Les faits remontent au 1er avril 2010, jour où le journaliste a été agressé par un homme de main connu pour être proche de la police. L’agression avait eu lieu devant le poste de police central du district de Jendouba devant lequel passait le journaliste ; l’individu était descendu de sa voiture, lui a demandé s’il s’appelait bien Mouldi Zouabi et dès que ce dernier avait répondu par l’affirmative, il s’est jeté sur lui en le frappant avec ses brodequins, le rouant de coups et brisant ses lunettes de vue ; Le barbouze a proféré des menaces contre lui en l’insultant vulgairement, le traitant de « traitre à la partie » qui « salit l’image du pays » et qui « va payer cher sa trahison. Alors qu’il était à terre, il lui a arraché ses papiers d’identité, sa carte bancaire, son permis de conduire, sa carte de presse de la FIJ, son audio recorder ainsi que d’autres documents personnels qui ne lui ont pas été restitués.
Mouldi Zouabi avait déposé le jour même une plainte au parquet de Jendouba après avoir été examiné par un médecin qui lui a délivré un certificat médical attestant des blessures provoquées par l’agression. Les avocats de la Ligue des droits de l’homme de la section de Jendouba l’avaient accompagné au tribunal et constaté l’état dans lequel il se trouvait. Cette plainte qu’il avait déposée a été classée pour « insuffisance de preuves » et son agresseur le poursuit pour les faits dont lui même avait été victime ! Mouldi Zouabi est célèbre pour les reportages sociaux qu’il effectue dans la région défavorisée du Nord-ouest et qui mettent à nu la propagande trompeuse du régime sur les réalisations économiques et l’éradication de la pauvreté.
Il subit pour cette raison une répression constante. Son domicile est sous une surveillance permanente de policiers en civil qui harcèlent sa famille. Sa connexion Internet continue d’être arbitrairement coupée depuis le début du mois de février 2010 malgré un recours en justice qu’il a introduit ; Il avait été arrêté le 28 janvier 2010 au commissariat de Montplaisir à Tunis et détenu durant plus de huit heures, alors qu’il s’apprêtait à faire une interview avec Mohamed Bouebdelli, directeur de l’Université Libre de Tunis.
L’OLPEC et le CNLT :
• constatent que cette nouvelle poursuite contre un journaliste, se produit dans le contexte de la promulgation d’une nouvelle loi appelée « la loi des traitres » qui criminalise toute forme de critique à l’égard de la politique du gouvernement.
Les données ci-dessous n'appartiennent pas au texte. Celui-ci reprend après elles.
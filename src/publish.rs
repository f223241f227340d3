//! Externally visible output.
//!
//! The publisher rate-limits value changes and collapses the output to
//! `Reading::Unknown` after a streak of invalid raw samples.

/// Distance as seen by the consumer
#[derive(Debug, Clone, Copy, PartialEq, Default)]
pub enum Reading {
    /// No trustworthy distance: nothing published yet, sensor lost or out of range
    #[default]
    Unknown,

    /// Distance in meters, exactly 0.0 for readings below the valid range
    Distance(f32),
}

impl Reading {
    /// Meters, with NaN standing in for `Unknown`
    pub fn meters(&self) -> f32 {
        match self {
            Reading::Unknown => f32::NAN,
            Reading::Distance(m) => *m,
        }
    }

    pub fn is_unknown(&self) -> bool {
        matches!(self, Reading::Unknown)
    }

    pub fn from_mm(mm: f32) -> Self {
        Reading::Distance(mm / 1000.0)
    }
}

/// Publish throttle and invalid-streak bookkeeping
#[derive(Debug, Clone, Copy, PartialEq, Default)]
pub struct Publisher {
    pub invalid_streak: u32,
    pub last_published: Reading,
    pub last_publish_ms: Option<u32>,
}

impl Publisher {
    pub const fn new() -> Self {
        Self {
            invalid_streak: 0,
            last_published: Reading::Unknown,
            last_publish_ms: None,
        }
    }

    /// Register a raw sample that carried no reading.
    ///
    /// Repeats the last published value until the streak reaches
    /// `nan_threshold`, then publishes `Unknown`.
    pub fn on_invalid(&mut self, now_ms: u32, nan_threshold: u32) -> Reading {
        self.invalid_streak = self.invalid_streak.saturating_add(1);

        if self.invalid_streak >= nan_threshold {
            if !self.last_published.is_unknown() {
                log_debug!("sensor lost after {} invalid samples", self.invalid_streak);
            }
            self.last_published = Reading::Unknown;
            self.last_publish_ms = Some(now_ms);
            return Reading::Unknown;
        }

        self.last_published
    }

    /// Register a raw sample that carried a reading
    pub fn on_valid(&mut self) {
        self.invalid_streak = 0;
    }

    /// Offer a freshly stabilized millimeter value for publishing.
    ///
    /// Publishes when `interval_ms` has elapsed since the last publish (or
    /// nothing was published yet), otherwise repeats the last published value.
    pub fn offer(&mut self, estimate_mm: f32, now_ms: u32, interval_ms: u32) -> Reading {
        let due = match self.last_publish_ms {
            None => true,
            Some(last) => now_ms.wrapping_sub(last) >= interval_ms,
        };

        if due {
            self.last_published = Reading::from_mm(estimate_mm);
            self.last_publish_ms = Some(now_ms);
        }

        self.last_published
    }

    pub fn reset(&mut self) {
        *self = Self::new();
    }
}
Mouldi Zouabi est aussi accusé d’être un traitre qui « porte atteinte à l’image du pays » ;
• dénoncent ce harcèlement judiciaire et le déni d’accès à la justice dont est victime Mouldi Zouabi, comme nombre de défenseurs de droits humains ; un déni qui coïncide avec une prétendue « réforme de la justice » conduite avec des fonds de l’Union européenne.
• exigent l’arrêt des poursuites contre le journaliste Zouabi et la libération du journaliste Fahem Boukaddous et que cessent les harcèlements contre les journalistes et les medias indépendants.